//! Logger settings

use super::LogFormat;
use crate::config::LoggingSection;
use std::collections::BTreeMap;
use std::str::FromStr;

/// Log levels in order of severity
#[derive(Clone, Copy, Debug, PartialEq, Eq, PartialOrd, Ord)]
pub enum LogLevel {
    Error,
    Warn,
    Info,
    Debug,
    Trace,
}

impl From<log::Level> for LogLevel {
    fn from(level: log::Level) -> Self {
        match level {
            log::Level::Error => LogLevel::Error,
            log::Level::Warn => LogLevel::Warn,
            log::Level::Info => LogLevel::Info,
            log::Level::Debug => LogLevel::Debug,
            log::Level::Trace => LogLevel::Trace,
        }
    }
}

impl From<LogLevel> for log::LevelFilter {
    fn from(level: LogLevel) -> Self {
        match level {
            LogLevel::Error => log::LevelFilter::Error,
            LogLevel::Warn => log::LevelFilter::Warn,
            LogLevel::Info => log::LevelFilter::Info,
            LogLevel::Debug => log::LevelFilter::Debug,
            LogLevel::Trace => log::LevelFilter::Trace,
        }
    }
}

impl FromStr for LogLevel {
    type Err = String;

    fn from_str(s: &str) -> Result<Self, Self::Err> {
        match s.to_ascii_lowercase().as_str() {
            "error" => Ok(LogLevel::Error),
            "warn" | "warning" => Ok(LogLevel::Warn),
            "info" => Ok(LogLevel::Info),
            "debug" => Ok(LogLevel::Debug),
            "trace" => Ok(LogLevel::Trace),
            other => Err(format!("unknown log level \"{}\"", other)),
        }
    }
}

/// Stream log lines are written to
#[derive(Clone, Copy, Debug, PartialEq, Eq, Default)]
pub enum LogTarget {
    #[default]
    Stdout,
    /// Keeps stdout free for command output
    Stderr,
}

/// Logger settings
#[derive(Clone, Debug, PartialEq)]
pub struct LoggingConfig {
    pub level: LogLevel,
    pub format: LogFormat,
    pub target: LogTarget,
    /// Fields added to every entry
    pub context_fields: BTreeMap<String, String>,
}

impl Default for LoggingConfig {
    fn default() -> Self {
        Self {
            level: LogLevel::Info,
            format: LogFormat::Human,
            target: LogTarget::Stdout,
            context_fields: BTreeMap::new(),
        }
    }
}

impl LoggingConfig {
    /// JSON lines at info
    pub fn production() -> Self {
        Self { format: LogFormat::Json, ..Self::default() }
    }

    /// Human-readable lines at debug
    pub fn development() -> Self {
        Self { level: LogLevel::Debug, ..Self::default() }
    }

    /// Settings from the `[logging]` config section; unknown values keep the defaults
    pub fn from_section(section: &LoggingSection) -> Self {
        let defaults = Self::default();
        Self {
            level: section.level.parse().unwrap_or(defaults.level),
            format: section.format.parse().unwrap_or(defaults.format),
            ..Self::default()
        }
    }

    pub fn with_level(mut self, level: LogLevel) -> Self {
        self.level = level;
        self
    }

    pub fn with_target(mut self, target: LogTarget) -> Self {
        self.target = target;
        self
    }

    pub fn with_context_field(mut self, key: &str, value: &str) -> Self {
        self.context_fields.insert(key.to_string(), value.to_string());
        self
    }
}

#[cfg(test)]
mod tests {
    use super::*;

    #[test]
    fn test_from_section() {
        let section = LoggingSection { level: "debug".into(), format: "logfmt".into() };
        let config = LoggingConfig::from_section(&section);
        assert_eq!(config.level, LogLevel::Debug);
        assert_eq!(config.format, LogFormat::Logfmt);
    }

    #[test]
    fn test_level_ordering_matches_log_crate() {
        assert!(LogLevel::Error < LogLevel::Trace);
        assert_eq!(log::LevelFilter::from(LogLevel::Warn), log::LevelFilter::Warn);
    }
}
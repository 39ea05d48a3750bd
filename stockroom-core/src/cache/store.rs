//! Process-wide query cache
//!
//! Holds one slot per [`QueryKey`]: the last fetched value, the shared
//! in-flight fetch (if any), a generation counter bumped on every
//! invalidation, and a watch channel feeding live subscriptions.
//!
//! Only the coordinator mutates slots; everything else reads through
//! [`QueryCache::peek`] and friends.

use super::entry::CacheEntry;
use super::key::QueryKey;
use crate::coordinator::Resource;
use crate::transport::ApiError;
use futures::future::{BoxFuture, Shared};
use serde_json::Value;
use std::collections::HashMap;
use std::sync::Arc;
use tokio::sync::watch;
use tokio::time::Duration;

/// Result of one fetch, shared by every caller awaiting it
pub type FetchResult = Result<Arc<Value>, ApiError>;

pub(crate) type SharedFetch = Shared<BoxFuture<'static, FetchResult>>;

pub(crate) struct Slot {
    pub(crate) entry: Option<CacheEntry<Arc<Value>>>,
    pub(crate) in_flight: Option<SharedFetch>,
    pub(crate) generation: u64,
    pub(crate) watch: watch::Sender<Option<Arc<Value>>>,
}

impl Slot {
    fn new() -> Self {
        let (watch, _) = watch::channel(None);
        Self { entry: None, in_flight: None, generation: 0, watch }
    }

    /// Value that may be served without refetching
    pub(crate) fn fresh_value(&mut self) -> Option<Arc<Value>> {
        let entry = self.entry.as_mut().filter(|entry| !entry.is_stale())?;
        entry.touch();
        Some(Arc::clone(&entry.value))
    }

    pub(crate) fn has_subscribers(&self) -> bool {
        self.watch.receiver_count() > 0
    }
}

/// Keyed store of read results
#[derive(Default)]
pub struct QueryCache {
    slots: HashMap<QueryKey, Slot>,
}

impl QueryCache {
    pub fn new() -> Self {
        Self::default()
    }

    /// Last fetched value, fresh or stale
    pub fn peek(&self, key: &QueryKey) -> Option<Arc<Value>> {
        self.slots.get(key)?.entry.as_ref().map(|entry| Arc::clone(&entry.value))
    }

    /// Whether a read of `key` would be served without a fetch
    pub fn is_fresh(&self, key: &QueryKey) -> bool {
        self.slots
            .get(key)
            .and_then(|slot| slot.entry.as_ref())
            .is_some_and(|entry| !entry.is_stale())
    }

    /// Whether a fetch for `key` is currently shared by readers
    pub fn is_fetching(&self, key: &QueryKey) -> bool {
        self.slots.get(key).is_some_and(|slot| slot.in_flight.is_some())
    }

    /// Number of keys holding a value
    pub fn len(&self) -> usize {
        self.slots.values().filter(|slot| slot.entry.is_some()).count()
    }

    pub fn is_empty(&self) -> bool {
        self.len() == 0
    }

    pub fn keys(&self) -> Vec<QueryKey> {
        let mut keys: Vec<_> = self.slots.keys().cloned().collect();
        keys.sort();
        keys
    }

    pub(crate) fn slot_mut(&mut self, key: &QueryKey) -> &mut Slot {
        self.slots.entry(key.clone()).or_insert_with(Slot::new)
    }

    /// Store the result of a fetch started at `generation`
    ///
    /// Returns `false` when the key was invalidated after the fetch started;
    /// such results are handed to their callers but never cached.
    pub(crate) fn settle(
        &mut self,
        key: &QueryKey,
        generation: u64,
        result: &FetchResult,
        stale_after: Duration,
    ) -> bool {
        let slot = self.slot_mut(key);
        if slot.generation != generation {
            return false;
        }

        slot.in_flight = None;
        if let Ok(value) = result {
            slot.entry = Some(CacheEntry::new(Arc::clone(value), stale_after));
            slot.watch.send_replace(Some(Arc::clone(value)));
        }
        true
    }

    /// Mark every key of `resources` stale and detach in-flight fetches
    ///
    /// Returns the keys that have live subscribers and need a refetch.
    pub(crate) fn invalidate(&mut self, resources: &[Resource]) -> Vec<QueryKey> {
        let mut refetch = Vec::new();
        for (key, slot) in self.slots.iter_mut() {
            if !resources.contains(&key.resource) {
                continue;
            }
            slot.generation += 1;
            slot.in_flight = None;
            if let Some(entry) = slot.entry.as_mut() {
                entry.mark_stale();
            }
            if slot.has_subscribers() {
                refetch.push(key.clone());
            }
        }
        refetch.sort();
        refetch
    }

    /// Drop every value, e.g. when the signed-in user changes
    pub(crate) fn clear(&mut self) {
        for slot in self.slots.values_mut() {
            slot.generation += 1;
            slot.in_flight = None;
            slot.entry = None;
            slot.watch.send_replace(None);
        }
    }
}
· · · ·
• _PROBLEM DESCRIPTION_
Using the data above, reproduce exactly the lines from the line that contains "feeding live subscriptions." through the line that contains "pub(crate) fn has_subscribers(&self)", including both.

• _SOLUTION TO THIS PROBLEM_
//! invalidation, and a watch channel feeding live subscriptions.
//!
//! Only the coordinator mutates slots; everything else reads through
//! [`QueryCache::peek`] and friends.

use super::entry::CacheEntry;
use super::key::QueryKey;
use crate::coordinator::Resource;
use crate::transport::ApiError;
use futures::future::{BoxFuture, Shared};
use serde_json::Value;
use std::collections::HashMap;
use std::sync::Arc;
use tokio::sync::watch;
use tokio::time::Duration;

/// Result of one fetch, shared by every caller awaiting it
pub type FetchResult = Result<Arc<Value>, ApiError>;

pub(crate) type SharedFetch = Shared<BoxFuture<'static, FetchResult>>;

pub(crate) struct Slot {
    pub(crate) entry: Option<CacheEntry<Arc<Value>>>,
    pub(crate) in_flight: Option<SharedFetch>,
    pub(crate) generation: u64,
    pub(crate) watch: watch::Sender<Option<Arc<Value>>>,
}

impl Slot {
    fn new() -> Self {
        let (watch, _) = watch::channel(None);
        Self { entry: None, in_flight: None, generation: 0, watch }
    }

    /// Value that may be served without refetching
    pub(crate) fn fresh_value(&mut self) -> Option<Arc<Value>> {
        let entry = self.entry.as_mut().filter(|entry| !entry.is_stale())?;
        entry.touch();
        Some(Arc::clone(&entry.value))
    }

    pub(crate) fn has_subscribers(&self) -> bool {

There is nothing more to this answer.